In the past week I’ve had two nice conversations with ex-passion church kin. The ones who were there nearer to the beginning (I wasn’t quite there) there’s a feeling about them that I like. It makes me feel like I reached into a deep threadbare carpet bag and found a brick of gold. Or heroin. Of pure quality. Depending on what your imagination tells you is more valuable. I can’t decide; I’ve never done drugs. (but my curiosity just made me find out how much a brick of heroin is worth and I found that they can go up to $50,000/brick. t/f?)
There is a family who lives on the other side of this street called Bollinger that marks the dividing line between “Cupertino” and “West San Jose.” The south side of Bollinger where I live falls in the Lynbrook High School attendance boundaries. The north of Bollinger is within the Cupertino High School boundaries. Why should you know this? There really is no reason. I suppose I write about terribly boring things sometimes.
Three families I tutor for reside in that area. I grew to be especially fond of one of them quite quickly. I don’t know how to speak on such emotions. I am not sure anymore if I know how to describe “fondness.” When I was young I was quite certain what that feeling was, but the older I get, the less important it feels to be able to describe such things, and more important just to feel and experience them. For if you’re fond of someone, you ought to show care for them, and hopefully that’s enough to please the real heart in you that craves life. Even if you don’t have the poetry for it or a sense of derision for those who don’t know fondness, or even self-satisfaction that you pinpointed what the best of humanity is. Fondness is just a thing, just like eating and breathing and sleeping. Fondness you can resist contemplating and instead relegate it to the basic automatic functions of unconscious neurological rhythmic processes. Don’t think about it. Just let it.
I love Karen. Single mother of two. Husband passed away a long while ago… I’m not sure when. But her general cheerfulness has always made me feel like there’s quite a lot of happiness in life if you know where to look. She works at the VA pharmacy and always tells me to look into government jobs because for women, that’s the best. A lot of security, ample paid personal and vacation days, etc. If there’s one thing I love about tutoring, it’s that I can meet and talk to so many grown-up women and listen to their stories of women lives. It gives me a high like no other.

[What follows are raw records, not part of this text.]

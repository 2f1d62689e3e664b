//! Request templates.
//!
//! A [`RequestTemplate`] is the mutable, target-relative form of a request:
//! interceptors rewrite it, the encoder attaches a body to it, and the
//! resolved client finally binds it to a target URL to produce a
//! [`Request`].

use std::collections::BTreeMap;

use bytes::Bytes;

use crate::{ContentType, Error, Method, Request, Result};

/// A path pattern with `{name}` placeholders, e.g. `/orders/{id}`.
#[derive(Debug, Clone, PartialEq, Eq, Hash)]
pub struct PathTemplate(String);

impl PathTemplate {
    /// Create a new path template.
    #[must_use]
    pub fn new(template: impl Into<String>) -> Self {
        Self(template.into())
    }

    /// The raw template string.
    #[must_use]
    pub fn as_str(&self) -> &str {
        &self.0
    }

    /// Substitute every `{name}` placeholder from `values`.
    ///
    /// # Errors
    ///
    /// Returns [`Error::InvalidRequest`] if a placeholder has no value or a
    /// brace is unbalanced.
    pub fn expand(&self, values: &BTreeMap<String, String>) -> Result<String> {
        let mut out = String::with_capacity(self.0.len());
        let mut rest = self.0.as_str();

        while let Some(start) = rest.find('{') {
            let (before, after) = rest.split_at(start);
            out.push_str(before);
            let Some(end) = after.find('}') else {
                return Err(Error::invalid_request(format!(
                    "unbalanced '{{' in path template '{}'",
                    self.0
                )));
            };
            let name = after.get(1..end).unwrap_or_default();
            let Some(value) = values.get(name) else {
                return Err(Error::invalid_request(format!(
                    "missing value for path parameter '{name}' in template '{}'",
                    self.0
                )));
            };
            out.push_str(value);
            rest = after.get(end + 1..).unwrap_or_default();
        }
        out.push_str(rest);
        Ok(out)
    }
}

impl std::fmt::Display for PathTemplate {
    fn fmt(&self, f: &mut std::fmt::Formatter<'_>) -> std::fmt::Result {
        write!(f, "{}", self.0)
    }
}

/// A target-relative request under construction.
#[derive(Debug, Clone)]
pub struct RequestTemplate {
    method: Method,
    path: String,
    headers: Vec<(String, String)>,
    queries: Vec<(String, String)>,
    query_map: BTreeMap<String, String>,
    body: Option<(Bytes, ContentType)>,
}

impl RequestTemplate {
    /// Create a template for a resolved path (placeholders already expanded).
    #[must_use]
    pub fn new(method: Method, path: impl Into<String>) -> Self {
        Self {
            method,
            path: path.into(),
            headers: Vec::new(),
            queries: Vec::new(),
            query_map: BTreeMap::new(),
            body: None,
        }
    }

    /// HTTP method.
    #[must_use]
    pub const fn method(&self) -> Method {
        self.method
    }

    /// Target-relative path.
    #[must_use]
    pub fn path(&self) -> &str {
        &self.path
    }

    /// Headers appended so far, in insertion order.
    #[must_use]
    pub fn headers(&self) -> &[(String, String)] {
        &self.headers
    }

    /// Query parameters appended so far, in insertion order.
    #[must_use]
    pub fn queries(&self) -> &[(String, String)] {
        &self.queries
    }

    /// Append a header. Interceptors call this through `&mut`.
    pub fn header(&mut self, name: impl Into<String>, value: impl Into<String>) -> &mut Self {
        self.headers.push((name.into(), value.into()));
        self
    }

    /// Append a query parameter.
    pub fn query(&mut self, name: impl Into<String>, value: impl Into<String>) -> &mut Self {
        self.queries.push((name.into(), value.into()));
        self
    }

    /// Set the raw query map, to be flattened by the resolved query-map
    /// encoder before the template is bound to a target.
    pub fn query_map(&mut self, map: BTreeMap<String, String>) -> &mut Self {
        self.query_map = map;
        self
    }

    /// Take the raw query map out of the template.
    #[must_use]
    pub fn take_query_map(&mut self) -> BTreeMap<String, String> {
        std::mem::take(&mut self.query_map)
    }

    /// Attach a body with its content type.
    pub fn body(&mut self, body: Bytes, content_type: ContentType) -> &mut Self {
        self.body = Some((body, content_type));
        self
    }

    /// Builder-style variants for call sites assembling a template inline.
    #[must_use]
    pub fn with_header(mut self, name: impl Into<String>, value: impl Into<String>) -> Self {
        self.header(name, value);
        self
    }

    /// Builder-style query append.
    #[must_use]
    pub fn with_query(mut self, name: impl Into<String>, value: impl Into<String>) -> Self {
        self.query(name, value);
        self
    }

    /// Builder-style body attachment.
    #[must_use]
    pub fn with_body(mut self, body: Bytes, content_type: ContentType) -> Self {
        self.body(body, content_type);
        self
    }

    /// Bind the template to a target base URL, producing an executable
    /// request.
    ///
    /// The base is the resolved target URL (e.g. `http://orders/v1`); the
    /// template path is appended to it, then queries, headers, and body are
    /// applied.
    ///
    /// # Errors
    ///
    /// Returns an error if the combined URL does not parse.
    pub fn resolve(&self, base_url: &str) -> Result<Request<Bytes>> {
        let full = format!("{}{}", base_url.trim_end_matches('/'), self.path);
        let url = url::Url::parse(&full)?;

        let mut builder = Request::builder(self.method, url);
        for (name, value) in &self.queries {
            builder = builder.query(name, value);
        }
        for (name, value) in &self.headers {
            builder = builder.header(name.clone(), value.clone());
        }
        if let Some((body, content_type)) = &self.body {
            builder = builder
                .header("Content-Type", content_type.as_str())
                .body(body.clone());
        }
        Ok(builder.build())
    }
}
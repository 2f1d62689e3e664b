//! Precedence and determinism of per-service configuration resolution.

use std::sync::Arc;
use std::time::Duration;

use clasp::{
    ClientProperties, ConfigResolver, Endpoint, RequestOptions, ScopeRegistry, ServiceDescriptor,
    ServiceProperties, SharedInterceptor,
};
use wiremock::matchers::{header, method, path, query_param};
use wiremock::{Mock, MockServer, ResponseTemplate};

#[test]
fn properties_override_declared_timeouts_by_default() {
    let mut registry = ScopeRegistry::new();
    registry.scope_mut("orders").register(
        "options",
        RequestOptions::new(Duration::from_secs(10), Duration::from_millis(1000)),
    );

    let properties = ClientProperties::new().with_config(
        "orders",
        ServiceProperties::new().with_read_timeout(Duration::from_millis(500)),
    );

    let spec =
        ConfigResolver::new(&registry, &properties).resolve(&ServiceDescriptor::new("orders"));
    assert_eq!(spec.options.read_timeout, Duration::from_millis(500));
}

#[test]
fn declared_timeouts_win_when_flag_is_off() {
    let mut registry = ScopeRegistry::new();
    registry.scope_mut("orders").register(
        "options",
        RequestOptions::new(Duration::from_secs(10), Duration::from_millis(1000)),
    );

    let properties = ClientProperties::new()
        .with_default_to_properties(false)
        .with_config(
            "orders",
            ServiceProperties::new().with_read_timeout(Duration::from_millis(500)),
        );

    let spec =
        ConfigResolver::new(&registry, &properties).resolve(&ServiceDescriptor::new("orders"));
    assert_eq!(spec.options.read_timeout, Duration::from_millis(1000));
}

#[test]
fn resolution_is_stable_across_repeated_runs() {
    let mut registry = ScopeRegistry::new();
    registry.scope_mut("orders").register(
        "options",
        RequestOptions::new(Duration::from_secs(2), Duration::from_secs(3)),
    );
    let properties = ClientProperties::new().with_config(
        "orders",
        ServiceProperties::new().with_connect_timeout(Duration::from_secs(1)),
    );

    let resolver = ConfigResolver::new(&registry, &properties);
    let descriptor = ServiceDescriptor::new("orders");
    let first = resolver.resolve(&descriptor);
    let second = resolver.resolve(&descriptor);

    assert_eq!(first.options, second.options);
    assert_eq!(first.interceptors.len(), second.interceptors.len());
    assert_eq!(first.log_level, second.log_level);
}

#[tokio::test]
async fn declared_and_property_interceptors_both_apply() {
    let server = MockServer::start().await;
    Mock::given(method("GET"))
        .and(path("/v1/ping"))
        .and(header("X-Declared", "yes"))
        .and(query_param("tenant", "acme"))
        .respond_with(ResponseTemplate::new(200))
        .mount(&server)
        .await;

    let mut registry = ScopeRegistry::new();
    registry.scope_mut("orders").register::<SharedInterceptor>(
        "declared-header",
        Arc::new(clasp::HeaderInterceptor::new([(
            "X-Declared".to_string(),
            "yes".to_string(),
        )])),
    );

    let mut params = std::collections::BTreeMap::new();
    params.insert("tenant".to_string(), "acme".to_string());
    let properties = ClientProperties::new().with_config(
        "orders",
        ServiceProperties::new().with_default_query_parameters(params),
    );

    let factory = clasp::ServiceClientFactory::new(Arc::new(registry), properties);
    let descriptor = ServiceDescriptor::new("orders").with_url(server.uri());
    let client = factory.build(&descriptor).expect("client");

    let response = client.call(&Endpoint::get("/v1/ping")).await.expect("response");
    assert_eq!(response.status(), 200);
}

#[tokio::test]
async fn root_scope_capabilities_apply_to_every_service() {
    let server = MockServer::start().await;
    Mock::given(method("GET"))
        .and(path("/v1/ping"))
        .and(header("X-Global", "on"))
        .respond_with(ResponseTemplate::new(200))
        .mount(&server)
        .await;

    let mut registry = ScopeRegistry::new();
    registry.root_mut().register::<SharedInterceptor>(
        "global-header",
        Arc::new(clasp::HeaderInterceptor::new([(
            "X-Global".to_string(),
            "on".to_string(),
        )])),
    );

    let factory = clasp::ServiceClientFactory::new(Arc::new(registry), ClientProperties::new());
    let descriptor = ServiceDescriptor::new("billing").with_url(server.uri());
    let client = factory.build(&descriptor).expect("client");

    let response = client.call(&Endpoint::get("/v1/ping")).await.expect("response");
    assert_eq!(response.status(), 200);
}

#[test]
fn opting_out_of_inheritance_drops_root_capabilities() {
    let mut registry = ScopeRegistry::new();
    registry.root_mut().register(
        "options",
        RequestOptions::new(Duration::from_secs(1), Duration::from_secs(1)),
    );

    let properties = ClientProperties::new();
    let descriptor = ServiceDescriptor::new("orders").with_inherit_parent_scope(false);
    let spec = ConfigResolver::new(&registry, &properties).resolve(&descriptor);
    assert_eq!(spec.options, RequestOptions::default());
}

#[test]
fn context_id_selects_the_property_block() {
    let properties = ClientProperties::new()
        .with_config(
            "orders-v2",
            ServiceProperties::new().with_read_timeout(Duration::from_millis(250)),
        )
        .with_config(
            "orders",
            ServiceProperties::new().with_read_timeout(Duration::from_millis(900)),
        );

    let registry = ScopeRegistry::new();
    let descriptor = ServiceDescriptor::new("orders").with_context_id("orders-v2");
    let spec = ConfigResolver::new(&registry, &properties).resolve(&descriptor);
    assert_eq!(spec.options.read_timeout, Duration::from_millis(250));
}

On Wednesday, when I tutor her kids and niece, she seemed a little more forlorn than usual and asked about that. She said two of her co-workers at the VA have breast cancer and another just had a baby, so all of them are on leave. And it’s a long process to pass the VA background check so no temps have been picking up the slack. I wonder what it’s like to love your children that much, so that you’re working 40 hours a week then come home at 5 to take your kids everywhere to make sure they have a musical/abacus/swim/dance education and cook and clean and take them away for holidays. Sometimes the thought of love like that scares me and makes me feel wholly inadequate to be a woman. How will I ever have that kind of regard for little humans? I understand that perhaps the miracle is you feel inadequate and then the child is in your arms and you suddenly realize that looking into that baby face causes a love to swell up inside you that you never realized your heart was capable of. You think you may have just turned into a whole ‘nother person. I understand that could be.
I know it’s quite in-vogue to hate your parents. It’s in the list of top things white people like. Along with hating your children. I know all about it (my neighbor JC talked a lot about his relationship with his son and I found the whole story so intriguing). And then us Asian American women, we’ve inherited some crazy stuff. Self-suppression, self-objectification, manipulation, critical spirits…. But over the course of a lifetime, what does it matter? (Walk Two Moons allusion here). Probably as I lay dying, I’ll realize how strong my mother’s love was, in spite of all its ugliness sometimes. And I’ll realize that our Asian mothers don’t speak to us Asian American daughters about everything that passes through their minds, and that secret stuff is what would have revealed how noble they are at heart. And how noble their barrenness is.
I must know how to love harder now. I must know now before it’s too late.
I must learn how not to embrace a life of loneliness just cuz that means I can please myself in all I do. I must learn how to think upon a lonely death and decide, “Ugh that’s not for me.” I must know how to love my mothers and to let God love me. And I must not deny God’s love now, because surely later I’ll just realize how foolish I was and I’ll feel so embarrassed.
Sophie, full of faith, you, Woman, have fallen low but God will raise you up.